For any other questions, you might try the Search box in the upper right corner of this page, the main page for Compute Canada Documentation, or contact us by email.

What resources are available?

Compute Canada is currently installing several million dollars’ worth of new computers while simultaneously retiring many old computers. During the transition period (2016-2018), a changing mix of old and new computers will be available to you. You can read about the progress of the migration from old to new systems here.

New resources (deployed in 2016 or after)

Compute Canada began to renew its infrastructure in 2016. The first phase of the new deployment is composed of four new clusters, called Arbutus, Cedar, Graham, and Niagara.

Arbutus (formerly known as GP1) is an extension of the West cloud. Arbutus went into service in September 2016.

Cedar (GP2) and Graham (GP3) are general purpose clusters composed of a variety of nodes including large memory nodes and nodes with accelerators. They are expected to enter service in spring 2017.

Niagara (LP) will be a large parallel cluster with nodes interconnected by a fast network.

Legacy resources (deployed before 2016)

Computing and storage resources which were installed between 2004 and 2015 and are scheduled to be decommissioned in the next few years are referred to as legacy resources. The legacy resources are administered by regional organizations, one of ACENET, the Centre for Advanced Computing, Calcul Québec, SciNet, SHARCNET, and WestGrid. To use a legacy resource you must have an account with one of these entities; you can apply for an account through CCDB. Resources deployed during and after 2016 will not require this step, nor will the two clouds.

Most legacy clusters are classified as either capacity clusters or capability clusters. Capacity clusters contain nodes connected to each other by a relatively slow Ethernet network, while the capability clusters have a fast network, usually InfiniBand.

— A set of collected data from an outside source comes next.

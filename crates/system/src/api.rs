//! The nanoapp trait and the API surface handed to running nanoapps.

#[cfg(not(feature = "std"))]
use alloc::{sync::Arc, vec::Vec};
#[cfg(feature = "std")]
use std::sync::Arc;

use ctxhub_core::{
    AppId, AudioCapabilities, BleCapabilities, BleFilterCapabilities, DynPayload, Event,
    EventType, FreeHook, GnssCapabilities, HubResult, InstanceId, Nanoseconds, TimerHandle,
    WifiCapabilities, WwanCapabilities,
};
use ctxhub_evloop::EventLoop;
use ctxhub_host::HostCommsManager;
use ctxhub_req::{
    AudioRequestManager, BleRequestManager, BleScanFilter, BleScanMode, GnssRequestManager,
    WifiRequestManager, WwanRequestManager,
};
use ctxhub_timer::{Clock, TimerPool};

/// A nanoapp's behavior, driven cooperatively by the hub.
///
/// Handlers run to completion on the loop thread, one at a time; the
/// [`HubApi`] argument is the only way a nanoapp reaches the runtime.
pub trait Nanoapp: Send {
    /// Stable identity of this nanoapp across loads.
    fn app_id(&self) -> AppId;

    /// Called once when the nanoapp is started. Returning `false` aborts the
    /// start and rolls back everything the nanoapp requested from within.
    fn on_start(&mut self, api: &mut HubApi<'_>) -> bool;

    /// Called for every event delivered to this nanoapp.
    fn on_event(&mut self, api: &mut HubApi<'_>, event: &Event);

    /// Called once when the nanoapp is being stopped. Outstanding resource
    /// requests and timers are swept by the hub afterwards.
    fn on_stop(&mut self, _api: &mut HubApi<'_>) {}
}

/// The runtime API surface for the currently executing nanoapp.
///
/// Resource calls follow the async-request contract: a synchronous `false`
/// means no async-result event will ever follow; `true` means exactly one
/// will.
pub struct HubApi<'h> {
    pub(crate) instance_id: InstanceId,
    pub(crate) app_id: AppId,
    pub(crate) ev: &'h mut EventLoop,
    pub(crate) timers: &'h mut TimerPool,
    pub(crate) clock: &'h Arc<dyn Clock>,
    pub(crate) ble: &'h mut BleRequestManager,
    pub(crate) gnss: &'h mut GnssRequestManager,
    pub(crate) wifi: &'h mut WifiRequestManager,
    pub(crate) wwan: &'h mut WwanRequestManager,
    pub(crate) audio: &'h mut AudioRequestManager,
    pub(crate) host: &'h mut HostCommsManager,
}

impl HubApi<'_> {
    pub fn instance_id(&self) -> InstanceId {
        self.instance_id
    }

    pub fn app_id(&self) -> AppId {
        self.app_id
    }

    pub fn now(&self) -> Nanoseconds {
        self.clock.now()
    }

    // ---- events ----

    /// Posts an event with this nanoapp as the sender.
    pub fn post_event(
        &mut self,
        event_type: EventType,
        target: InstanceId,
        payload: DynPayload,
    ) -> HubResult<()> {
        self.ev
            .post_event(Event::new(event_type, self.instance_id, target, payload))
    }

    pub fn register_for_broadcast(&mut self, event_type: EventType) -> HubResult<bool> {
        self.ev.register_for_broadcast(self.instance_id, event_type)
    }

    pub fn unregister_for_broadcast(&mut self, event_type: EventType) -> HubResult<bool> {
        self.ev.unregister_for_broadcast(self.instance_id, event_type)
    }

    // ---- timers ----

    pub fn set_timer(
        &mut self,
        duration: Nanoseconds,
        cookie: u64,
        one_shot: bool,
    ) -> HubResult<TimerHandle> {
        self.timers
            .set_timer(self.instance_id, self.clock.now(), duration, cookie, one_shot)
    }

    pub fn cancel_timer(&mut self, handle: TimerHandle) -> bool {
        self.timers.cancel(self.instance_id, handle)
    }

    // ---- BLE ----

    pub fn ble_capabilities(&self) -> BleCapabilities {
        self.ble.capabilities()
    }

    pub fn ble_filter_capabilities(&self) -> BleFilterCapabilities {
        self.ble.filter_capabilities()
    }

    pub fn ble_start_scan(
        &mut self,
        mode: BleScanMode,
        report_delay_ms: u32,
        filters: Vec<BleScanFilter>,
        cookie: u64,
    ) -> bool {
        self.ble
            .start_scan(self.ev, self.instance_id, mode, report_delay_ms, filters, cookie)
    }

    pub fn ble_stop_scan(&mut self, cookie: u64) -> bool {
        self.ble.stop_scan(self.ev, self.instance_id, cookie)
    }

    // ---- GNSS ----

    pub fn gnss_capabilities(&self) -> GnssCapabilities {
        self.gnss.capabilities()
    }

    pub fn gnss_location_session_start(&mut self, min_interval_ms: u32, cookie: u64) -> bool {
        self.gnss
            .start_location_session(self.ev, self.instance_id, min_interval_ms, cookie)
    }

    pub fn gnss_location_session_stop(&mut self, cookie: u64) -> bool {
        self.gnss.stop_location_session(self.ev, self.instance_id, cookie)
    }

    // ---- Wi-Fi ----

    pub fn wifi_capabilities(&self) -> WifiCapabilities {
        self.wifi.capabilities()
    }

    pub fn wifi_start_scan_monitor(&mut self, scan_interval_ms: u32, cookie: u64) -> bool {
        self.wifi
            .start_scan_monitor(self.ev, self.instance_id, scan_interval_ms, cookie)
    }

    pub fn wifi_stop_scan_monitor(&mut self, cookie: u64) -> bool {
        self.wifi.stop_scan_monitor(self.ev, self.instance_id, cookie)
    }

    // ---- WWAN ----

    pub fn wwan_capabilities(&self) -> WwanCapabilities {
        self.wwan.capabilities()
    }

    pub fn wwan_start_cell_info(&mut self, cookie: u64) -> bool {
        self.wwan.start_cell_info(self.ev, self.instance_id, cookie)
    }

    pub fn wwan_stop_cell_info(&mut self, cookie: u64) -> bool {
        self.wwan.stop_cell_info(self.ev, self.instance_id, cookie)
    }

    // ---- audio ----

    pub fn audio_capabilities(&self) -> AudioCapabilities {
        self.audio.capabilities()
    }

    pub fn audio_start_source(&mut self, buffer_duration_ms: u32, cookie: u64) -> bool {
        self.audio
            .start_source(self.ev, self.instance_id, buffer_duration_ms, cookie)
    }

    pub fn audio_stop_source(&mut self, cookie: u64) -> bool {
        self.audio.stop_source(self.ev, self.instance_id, cookie)
    }

    // ---- host ----

    pub fn send_message_to_host(
        &mut self,
        data: Vec<u8>,
        message_type: u32,
        host_endpoint: u16,
        free_hook: Option<FreeHook>,
    ) -> bool {
        self.host.send_message_to_host(
            self.app_id,
            self.instance_id,
            data,
            message_type,
            host_endpoint,
            free_hook,
        )
    }
}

Large parallel jobs will run better on capability clusters than capacity clusters, while smaller jobs will run almost anywhere.

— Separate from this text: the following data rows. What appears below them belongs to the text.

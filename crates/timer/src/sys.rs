//! Hosted backends: a monotonic clock over `std::time::Instant` and a
//! worker-thread system timer.

use std::sync::{Arc, Condvar, Mutex};
use std::thread;
use std::time::{Duration, Instant};

use log::{debug, warn};

use ctxhub_core::{Nanoseconds, SystemCallback};
use ctxhub_evloop::EventPoster;

use crate::pool::{Clock, SystemTimer};

/// Monotonic clock with its epoch at construction time.
pub struct StdClock {
    epoch: Instant,
}

impl StdClock {
    pub fn new() -> Self {
        Self {
            epoch: Instant::now(),
        }
    }
}

impl Default for StdClock {
    fn default() -> Self {
        Self::new()
    }
}

impl Clock for StdClock {
    fn now(&self) -> Nanoseconds {
        Nanoseconds::new(self.epoch.elapsed().as_nanos() as u64)
    }
}

struct TimerState {
    deadline: Option<Nanoseconds>,
    shutdown: bool,
}

struct TimerShared {
    state: Mutex<TimerState>,
    changed: Condvar,
}

/// System timer backed by a dedicated sleeper thread.
///
/// Holds at most one absolute deadline; when it passes, the thread posts
/// `SystemCallback::TimerExpired` to the inbound queue and goes back to
/// sleep. Dropping the timer shuts the thread down and joins it.
pub struct ThreadTimer {
    shared: Arc<TimerShared>,
    worker: Option<thread::JoinHandle<()>>,
}

impl ThreadTimer {
    pub fn new(poster: EventPoster, clock: Arc<dyn Clock>) -> Self {
        let shared = Arc::new(TimerShared {
            state: Mutex::new(TimerState {
                deadline: None,
                shutdown: false,
            }),
            changed: Condvar::new(),
        });
        let worker_shared = Arc::clone(&shared);
        let worker = thread::Builder::new()
            .name("ctxhub-timer".into())
            .spawn(move || Self::run(worker_shared, poster, clock))
            .expect("failed to spawn the timer thread");
        Self {
            shared,
            worker: Some(worker),
        }
    }

    fn run(shared: Arc<TimerShared>, poster: EventPoster, clock: Arc<dyn Clock>) {
        let mut state = shared.state.lock().unwrap();
        loop {
            if state.shutdown {
                return;
            }
            match state.deadline {
                None => {
                    state = shared.changed.wait(state).unwrap();
                }
                Some(deadline) => {
                    let now = clock.now();
                    if now >= deadline {
                        state.deadline = None;
                        drop(state);
                        debug!("system timer expired at {now}");
                        if let Err(err) = poster.post_callback(SystemCallback::TimerExpired) {
                            warn!("dropping timer expiry callback: {err}");
                        }
                        state = shared.state.lock().unwrap();
                    } else {
                        let wait = Duration::from_nanos((deadline - now).raw());
                        // A re-arm or shutdown wakes this early; the deadline
                        // is re-read on every pass.
                        let (guard, _timeout) =
                            shared.changed.wait_timeout(state, wait).unwrap();
                        state = guard;
                    }
                }
            }
        }
    }
}

impl SystemTimer for ThreadTimer {
    fn arm(&mut self, deadline: Nanoseconds) {
        let mut state = self.shared.state.lock().unwrap();
        state.deadline = Some(deadline);
        drop(state);
        self.shared.changed.notify_one();
    }

    fn cancel(&mut self) {
        let mut state = self.shared.state.lock().unwrap();
        state.deadline = None;
        drop(state);
        self.shared.changed.notify_one();
    }
}

impl Drop for ThreadTimer {
    fn drop(&mut self) {
        {
            let mut state = self.shared.state.lock().unwrap();
            state.shutdown = true;
        }
        self.shared.changed.notify_one();
        if let Some(worker) = self.worker.take() {
            let _ = worker.join();
        }
    }
}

There are some specialty clusters among the legacy resources. Applications which require more than 512 GB of memory per node require large shared memory systems. Compute Canada has four such systems:

  • Hungabee hosted by WestGrid
  • M9000 hosted by the Centre for Advanced Computing
  • Guillimin-ScaleMP hosted by Calcul Québec
  • Fortier hosted by SHARCNET

Compute Canada also has clusters equipped with accelerators such as GPUs and Intel Xeon Phis. If your application calls for from such accelerators, you will find them on the following legacy systems:

  • Helios, Hades and Guillimin, hosted by Calcul Québec
  • Parallel, hosted by WestGrid
  • Angel and Monk, hosted by SHARCNET
  • Accelerator Research Cluster, hosted by SciNet

All of these have NVidia GPUs. Guillimin also has Intel Xeon Phis.

Finally, Compute Canada also hosts two clouds called East Cloud and West Cloud, as well as storage resources ranging from fast parallel filesystems to tape backup.

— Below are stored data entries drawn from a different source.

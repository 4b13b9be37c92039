//! Hub sizing configuration.

/// Fixed sizing knobs for one hub instance.
///
/// Every pool and queue in the runtime has its capacity chosen here, once,
/// at startup; nothing grows afterwards.
#[cfg_attr(feature = "serde", derive(serde::Serialize, serde::Deserialize))]
#[derive(Debug, Clone)]
pub struct HubConfig {
    /// Slots in the shared event pool.
    pub event_pool_capacity: usize,
    /// Depth of the cross-thread inbound queue.
    pub inbound_queue_depth: usize,
    /// Maximum simultaneously pending timer requests.
    pub timer_capacity: usize,
    /// Slots in the outbound host message pool.
    pub host_message_pool_size: usize,
    /// Largest accepted outbound host message, in bytes.
    pub max_host_message_size: usize,
}

impl Default for HubConfig {
    fn default() -> Self {
        Self {
            event_pool_capacity: 64,
            inbound_queue_depth: 64,
            timer_capacity: 32,
            host_message_pool_size: 16,
            max_host_message_size: 1024,
        }
    }
}

impl HubConfig {
    pub fn builder() -> HubConfigBuilder {
        HubConfigBuilder::default()
    }
}

/// Builder for ergonomic hub configuration construction.
#[derive(Debug, Clone, Default)]
pub struct HubConfigBuilder {
    config: HubConfig,
}

impl HubConfigBuilder {
    pub fn event_pool_capacity(mut self, capacity: usize) -> Self {
        self.config.event_pool_capacity = capacity;
        self
    }

    pub fn inbound_queue_depth(mut self, depth: usize) -> Self {
        self.config.inbound_queue_depth = depth;
        self
    }

    pub fn timer_capacity(mut self, capacity: usize) -> Self {
        self.config.timer_capacity = capacity;
        self
    }

    pub fn host_message_pool_size(mut self, size: usize) -> Self {
        self.config.host_message_pool_size = size;
        self
    }

    pub fn max_host_message_size(mut self, size: usize) -> Self {
        self.config.max_host_message_size = size;
        self
    }

    pub fn build(self) -> HubConfig {
        self.config
    }
}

What resources should I use?

This question is hard to answer because of the range of needs Compute Canada serves, and because of the enormous variety of resources we have available --- especially during the 2016-2018 renewal period. If the descriptions above are insufficient, contact Compute Canada’s technical support or your regional support.

In order to identify the best resource to use, we may ask specific questions, such as:

  • What software do you want to use?
    • Does the software require a commercial license?
    • Can the software be used non-interactively? That is, can it be controlled from a file prepared prior to its execution rather than through the graphical interface?
    • Can it run on the Linux operating system?
  • How much memory, time, computing power, accelerators, storage, network bandwidth and so forth --- are required by a typical job? Rough estimates are fine.
  • How frequently will you need to run this type of job?

You may know the answer to these questions or not. If you do not, our technical support team is there to help you find the answers. Then they will be able to direct you to the most appropriate resources for your needs.